The formation of heterojunctions between GQDs and metals, metal oxides, MPc, polymers, metal sulfides, and SiNW results in the redistribution of carriers at the interface, reducing the enthalpy and activation energy needed for adsorbing target gas molecules, thereby improving transduction between internal grains.

(4)

The morphology of sensing materials also plays an important role in the improvement of gas sensing properties. It can expand the specific surface area of the materials, provide more active reaction sites, favorable adsorption, and diffusion channels, so that the analytes can be quickly adsorbed and desorbed.
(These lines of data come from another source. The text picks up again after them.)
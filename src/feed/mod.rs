//! In-memory representation of a GTFS feed.
//!
//! A feed is a set of named [`Table`]s. [`FeedTables::state`] tells apart a
//! file that was never provided, one that was provided without rows, and one
//! holding data; rules are expected to check the state explicitly instead of
//! probing for columns.

mod loader;
mod table;
mod writer;

pub use loader::{load_feed, read_table};
pub use table::{Row, Table};
pub use writer::{export_to_dir, export_to_zip};

use std::collections::BTreeMap;
use std::fmt;
use std::path::{Path, PathBuf};

use serde::Serialize;

/// The GTFS text files understood by the loader.
#[derive(Debug, Clone, Copy, PartialEq, Eq, PartialOrd, Ord, Hash, Serialize)]
#[serde(rename_all = "snake_case")]
pub enum TableName {
    Agency,
    Routes,
    Stops,
    Trips,
    StopTimes,
    Calendar,
    CalendarDates,
    Shapes,
    FareAttributes,
    FareRules,
    Frequencies,
    Transfers,
}

impl TableName {
    pub const ALL: [TableName; 12] = [
        TableName::Agency,
        TableName::Routes,
        TableName::Stops,
        TableName::Trips,
        TableName::StopTimes,
        TableName::Calendar,
        TableName::CalendarDates,
        TableName::Shapes,
        TableName::FareAttributes,
        TableName::FareRules,
        TableName::Frequencies,
        TableName::Transfers,
    ];

    pub fn as_str(&self) -> &'static str {
        match self {
            TableName::Agency => "agency",
            TableName::Routes => "routes",
            TableName::Stops => "stops",
            TableName::Trips => "trips",
            TableName::StopTimes => "stop_times",
            TableName::Calendar => "calendar",
            TableName::CalendarDates => "calendar_dates",
            TableName::Shapes => "shapes",
            TableName::FareAttributes => "fare_attributes",
            TableName::FareRules => "fare_rules",
            TableName::Frequencies => "frequencies",
            TableName::Transfers => "transfers",
        }
    }

    pub fn file_name(&self) -> String {
        format!("{}.txt", self.as_str())
    }

    /// Resolves a file name such as `stops.txt` (or a bare `stops`).
    pub fn from_file_name(name: &str) -> Option<TableName> {
        let stem = name.strip_suffix(".txt").unwrap_or(name);
        TableName::ALL.into_iter().find(|t| t.as_str() == stem)
    }
}

impl fmt::Display for TableName {
    fn fmt(&self, f: &mut fmt::Formatter<'_>) -> fmt::Result {
        f.write_str(self.as_str())
    }
}

/// Presence of a table within a feed.
#[derive(Debug, Clone, Copy)]
pub enum TableState<'a> {
    Absent,
    Empty(&'a Table),
    Rows(&'a Table),
}

impl<'a> TableState<'a> {
    /// The table when it holds at least one row.
    pub fn rows(self) -> Option<&'a Table> {
        match self {
            TableState::Rows(t) => Some(t),
            _ => None,
        }
    }

    /// The table whenever it was provided, with or without rows.
    pub fn present(self) -> Option<&'a Table> {
        match self {
            TableState::Absent => None,
            TableState::Empty(t) | TableState::Rows(t) => Some(t),
        }
    }

    pub fn is_missing_or_empty(&self) -> bool {
        !matches!(self, TableState::Rows(_))
    }
}

/// All tables loaded from one feed, plus where they came from.
#[derive(Debug, Clone, Default)]
pub struct FeedTables {
    tables: BTreeMap<TableName, Table>,
    source: Option<PathBuf>,
}

impl FeedTables {
    pub fn new() -> Self {
        Self::default()
    }

    pub fn with_table(mut self, name: TableName, table: Table) -> Self {
        self.insert(name, table);
        self
    }

    pub fn with_source(mut self, source: impl Into<PathBuf>) -> Self {
        self.source = Some(source.into());
        self
    }

    pub fn insert(&mut self, name: TableName, table: Table) {
        self.tables.insert(name, table);
    }

    pub fn remove(&mut self, name: TableName) -> Option<Table> {
        self.tables.remove(&name)
    }

    pub fn get(&self, name: TableName) -> Option<&Table> {
        self.tables.get(&name)
    }

    pub fn state(&self, name: TableName) -> TableState<'_> {
        match self.tables.get(&name) {
            None => TableState::Absent,
            Some(t) if t.is_empty() => TableState::Empty(t),
            Some(t) => TableState::Rows(t),
        }
    }

    /// Row count of a table, zero when absent.
    pub fn count(&self, name: TableName) -> usize {
        self.get(name).map_or(0, Table::len)
    }

    pub fn table_names(&self) -> impl Iterator<Item = TableName> + '_ {
        self.tables.keys().copied()
    }

    pub fn iter(&self) -> impl Iterator<Item = (TableName, &Table)> + '_ {
        self.tables.iter().map(|(k, v)| (*k, v))
    }

    pub fn source(&self) -> Option<&Path> {
        self.source.as_deref()
    }
}

#[cfg(test)]
mod tests {
    use super::*;

    #[test]
    fn test_state_distinguishes_absent_empty_and_rows() {
        let feed = FeedTables::new()
            .with_table(TableName::Agency, Table::new(["agency_name"]))
            .with_table(
                TableName::Routes,
                Table::new(["route_id"]).with_row(["R1"]),
            );

        assert!(matches!(feed.state(TableName::Stops), TableState::Absent));
        assert!(matches!(feed.state(TableName::Agency), TableState::Empty(_)));
        assert!(matches!(feed.state(TableName::Routes), TableState::Rows(_)));
        assert!(feed.state(TableName::Agency).present().is_some());
        assert!(feed.state(TableName::Agency).rows().is_none());
    }

    #[test]
    fn test_from_file_name() {
        assert_eq!(TableName::from_file_name("stop_times.txt"), Some(TableName::StopTimes));
        assert_eq!(TableName::from_file_name("calendar"), Some(TableName::Calendar));
        assert_eq!(TableName::from_file_name("feed_info.txt"), None);
    }

    #[test]
    fn test_count_of_absent_table_is_zero() {
        let feed = FeedTables::new();
        assert_eq!(feed.count(TableName::Shapes), 0);
        assert!(feed.source().is_none());
    }
}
Although remarkable progress has been made in developing novel chemiresistive gas sensors based on GQDs, the number of chemiresistive gas sensors using GQDs and its composites remains limited. There are still many challenges and issues in achieving high response, quick response/recovery speed, excellent selectivity, and long-term stability:

(1)

One of the key challenges is the exploration of synthetic strategies of novel GQDs with specific properties. The shape, size, surface characteristic, and inner structure have significant impacts on the gas sensing performance. Currently, the relatively single precursors used for the synthesis of GQDs as chemiresistive gas-sensing materials and the low purity of the desired GQDs limit the improvement of gas-sensing performance, thereby limiting their applicability in real-life applications.

(2)

The gas-sensitive mechanisms of GQDs-based nanocomposites with different sizes and morphologies are introduced to explain their sensing characteristics. However, there is no clear explanation as to why the same GQDs based composites with similar precursors, size, morphologies, and heterojunctions exhibit significantly different sensing characteristics. Therefore, the development of in situ characterization technologies and theories of sensing mechanisms are necessary.

To sum up, it is still a great challenge to rationally design advanced GQDs-based sensing materials with excellent sensing characteristics because of the limitations on clearer sensing mechanisms and improved synthesis methods. It is believed that this review will provide a forward-looking direction for researchers and stimulate new ideas to elevate the research of chemiresistive gas sensors to a new level.